Up to this point, digitally-savvy millennials have propelled much of the growth in online spending. Yet a new report suggests that as the group's influence spreads, a broader majority of shoppers could be on the verge of mimicking their habits, thereby fueling a sustained period of online sales growth.
According to the research, released Thursday by Goldman Sachs, older millennials (ages 25 to 34) are more likely than any other generation to spend most of their clothing budget online. Separate data collected by the firm over time has found the online spending habits of 35- to 44-year-olds have lagged this group by about one to two years, with those between ages 45 and 54 straggling another two or three years.
Given that Goldman pegs the acceleration in millennials' digital adoption to late 2014, the firm predicts that U.S. apparel and accessories sales growth will increase by a steady 20 percent over the next four years.
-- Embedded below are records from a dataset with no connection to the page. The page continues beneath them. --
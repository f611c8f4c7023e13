//! Shared UI crate for the GgT Digital site: views, chrome, theme, i18n and the contact form.

pub mod config;
pub mod contact;
pub mod content;
pub mod core;
pub mod i18n;
pub mod views;

pub mod components {
    // Route-agnostic links (components/nav.rs)
    pub mod nav;
    pub use nav::{register_nav, NavBuilder, NavLink, NavTarget};

    pub mod footer;
    pub mod lang_menu;
    pub mod navbar;
    pub mod privacy_banner;
    pub mod site_title;

    pub use footer::Footer;
    pub use lang_menu::LanguageMenu;
    pub use navbar::Navbar;
    pub use privacy_banner::PrivacyBanner;
    pub use site_title::{use_site_title, SiteTitle};
}

mod hero;
pub use hero::Hero;

use dioxus::prelude::*;

/// Shared site stylesheet; platforms link it once at the root.
pub const THEME_CSS: Asset = asset!("/assets/theme/main.css");

#[cfg(test)]
mod tests;
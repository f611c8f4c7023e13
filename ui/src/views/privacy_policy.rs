use dioxus::prelude::*;

use crate::components::nav::{simple_link, NavTarget};
use crate::core::theme::use_theme;
use crate::i18n::use_locale;
use crate::t;

#[component]
pub fn PrivacyPolicy() -> Element {
    let palette = use_theme().palette();
    let locale = use_locale();
    let collected: Vec<String> = locale.list("privacy.dataCollected.items");
    let rights: Vec<String> = locale.list("privacy.userRights.items");
    let heading = format!("color: {};", palette.heading);

    rsx! {
        main { id: "privacy", class: "page page-privacy", style: "{palette.surface_style()}",
            section { class: "page-privacy__hero",
                h1 { class: "fade-in", style: "{heading}", {t!("privacy-title")} }
                p { class: "page-privacy__lead", {t!("privacy-subtitle")} }
            }

            section { class: "page-privacy__content",
                div {
                    h2 { style: "{heading}", {t!("privacy-intro-title")} }
                    p { {t!("privacy-intro-text")} }
                }
                div {
                    h2 { style: "{heading}", {t!("privacy-data-collected-title")} }
                    ul { class: "bullet-list",
                        for item in collected {
                            li { "{item}" }
                        }
                    }
                }
                div {
                    h2 { style: "{heading}", {t!("privacy-data-usage-title")} }
                    p { {t!("privacy-data-usage-text")} }
                }
                div {
                    h2 { style: "{heading}", {t!("privacy-cookies-title")} }
                    p { {t!("privacy-cookies-text")} }
                }
                div {
                    h2 { style: "{heading}", {t!("privacy-user-rights-title")} }
                    ul { class: "bullet-list",
                        for item in rights {
                            li { "{item}" }
                        }
                    }
                }
                div {
                    h2 { style: "{heading}", {t!("privacy-contact-title")} }
                    p {
                        {t!("privacy-contact-text")}
                        " "
                        {simple_link(
                            NavTarget::Contact,
                            t!("privacy-contact-link"),
                            "inline-link",
                            String::new(),
                        )}
                    }
                }
            }
        }
    }
}
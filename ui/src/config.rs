//! Site configuration, fixed at build time through environment variables.
//!
//! | Variable | Meaning |
//! |---|---|
//! | `EMAILJS_SERVICE_ID` / `EMAILJS_TEMPLATE_ID` / `EMAILJS_PUBLIC_KEY` | contact form credentials |
//! | `EMAILJS_ENDPOINT` | optional REST endpoint override |
//! | `SITE_DEFAULT_THEME` | `dark` (default) or `light` |
//! | `SITE_DEFAULT_LANGUAGE` | `en` (default) or `es` |

use crate::i18n::Language;

pub const EMAILJS_DEFAULT_ENDPOINT: &str = "https://api.emailjs.com/api/v1.0/email/send";

#[derive(Debug, Clone, PartialEq, Eq)]
pub struct EmailJsConfig {
    pub service_id: String,
    pub template_id: String,
    pub public_key: String,
    pub endpoint: String,
}

impl EmailJsConfig {
    /// All three credentials must be present and non-blank.
    pub fn from_parts(
        service_id: Option<&str>,
        template_id: Option<&str>,
        public_key: Option<&str>,
        endpoint: Option<&str>,
    ) -> Option<Self> {
        let present = |v: Option<&str>| v.map(str::trim).filter(|v| !v.is_empty()).map(String::from);
        Some(Self {
            service_id: present(service_id)?,
            template_id: present(template_id)?,
            public_key: present(public_key)?,
            endpoint: present(endpoint).unwrap_or_else(|| EMAILJS_DEFAULT_ENDPOINT.to_string()),
        })
    }
}

#[derive(Debug, Clone, PartialEq, Eq)]
pub struct SiteConfig {
    pub default_dark_mode: bool,
    pub default_language: Language,
    pub email: Option<EmailJsConfig>,
}

impl Default for SiteConfig {
    fn default() -> Self {
        Self {
            default_dark_mode: true,
            default_language: Language::FALLBACK,
            email: None,
        }
    }
}

impl SiteConfig {
    pub fn from_build_env() -> Self {
        Self {
            default_dark_mode: parse_default_theme(option_env!("SITE_DEFAULT_THEME")),
            default_language: option_env!("SITE_DEFAULT_LANGUAGE")
                .and_then(Language::from_code)
                .unwrap_or(Language::FALLBACK),
            email: EmailJsConfig::from_parts(
                option_env!("EMAILJS_SERVICE_ID"),
                option_env!("EMAILJS_TEMPLATE_ID"),
                option_env!("EMAILJS_PUBLIC_KEY"),
                option_env!("EMAILJS_ENDPOINT"),
            ),
        }
    }
}

/// `light` selects the light theme; anything else is dark.
fn parse_default_theme(raw: Option<&str>) -> bool {
    !matches!(raw.map(str::trim), Some(v) if v.eq_ignore_ascii_case("light"))
}
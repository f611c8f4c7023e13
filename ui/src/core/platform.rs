//! Thin wrappers over browser APIs. Native builds get inert fallbacks.

#[cfg(not(target_arch = "wasm32"))]
use std::cell::Cell;

#[cfg(not(target_arch = "wasm32"))]
use dioxus::logger::tracing::info;

#[cfg(not(target_arch = "wasm32"))]
thread_local! {
    static DOCUMENT_DARK: Cell<Option<bool>> = const { Cell::new(None) };
}

/// Suspend the current task for `ms` milliseconds.
pub async fn sleep_ms(ms: u32) {
    #[cfg(target_arch = "wasm32")]
    {
        gloo_timers::future::TimeoutFuture::new(ms).await;
    }
    #[cfg(not(target_arch = "wasm32"))]
    {
        tokio::time::sleep(std::time::Duration::from_millis(u64::from(ms))).await;
    }
}

/// Blocking `window.alert`.
pub fn alert(message: &str) {
    #[cfg(target_arch = "wasm32")]
    {
        if let Some(window) = web_sys::window() {
            let _ = window.alert_with_message(message);
        }
    }
    #[cfg(not(target_arch = "wasm32"))]
    {
        info!("alert: {message}");
    }
}

/// Toggle the `dark` marker class on `<html>` for CSS rules not driven by the inline palette.
pub fn set_document_dark_class(dark: bool) {
    #[cfg(target_arch = "wasm32")]
    {
        let Some(root) = web_sys::window()
            .and_then(|w| w.document())
            .and_then(|d| d.document_element())
        else {
            return;
        };
        let classes = root.class_list();
        let _ = if dark {
            classes.add_1("dark")
        } else {
            classes.remove_1("dark")
        };
    }
    #[cfg(not(target_arch = "wasm32"))]
    {
        DOCUMENT_DARK.with(|flag| flag.set(Some(dark)));
    }
}

/// Last value passed to [`set_document_dark_class`] on this thread. Native builds have no
/// document, so this stands in for the `<html>` class.
#[cfg(not(target_arch = "wasm32"))]
pub fn document_dark_class() -> Option<bool> {
    DOCUMENT_DARK.with(Cell::get)
}

/// Smooth scroll back to the top of the page.
pub fn scroll_to_top() {
    #[cfg(target_arch = "wasm32")]
    {
        if let Some(window) = web_sys::window() {
            let options = web_sys::ScrollToOptions::new();
            options.set_top(0.0);
            options.set_behavior(web_sys::ScrollBehavior::Smooth);
            window.scroll_to_with_scroll_to_options(&options);
        }
    }
}

pub fn current_year() -> i32 {
    time::OffsetDateTime::now_utc().year()
}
That compares to gains of less than 10 percent just six years ago.
"This means an additional $50 billion of sales will migrate online over the next four years, a revenue base equivalent to apparel and accessories sales for Macy's, Nordstrom and Kohl's in all channels combined," the report said. "At that rate, online penetration of the apparel and accessories category will reach 25 percent in four years, with further adoption across the age and income spectrum."
Goldman's report comes one day after a separate study by UPS and comScore found that for the first time in its five-year history, "avid" online shoppers — who make two or more purchases online in a typical three-month period — completed more than half of their purchases on the web during that timeframe.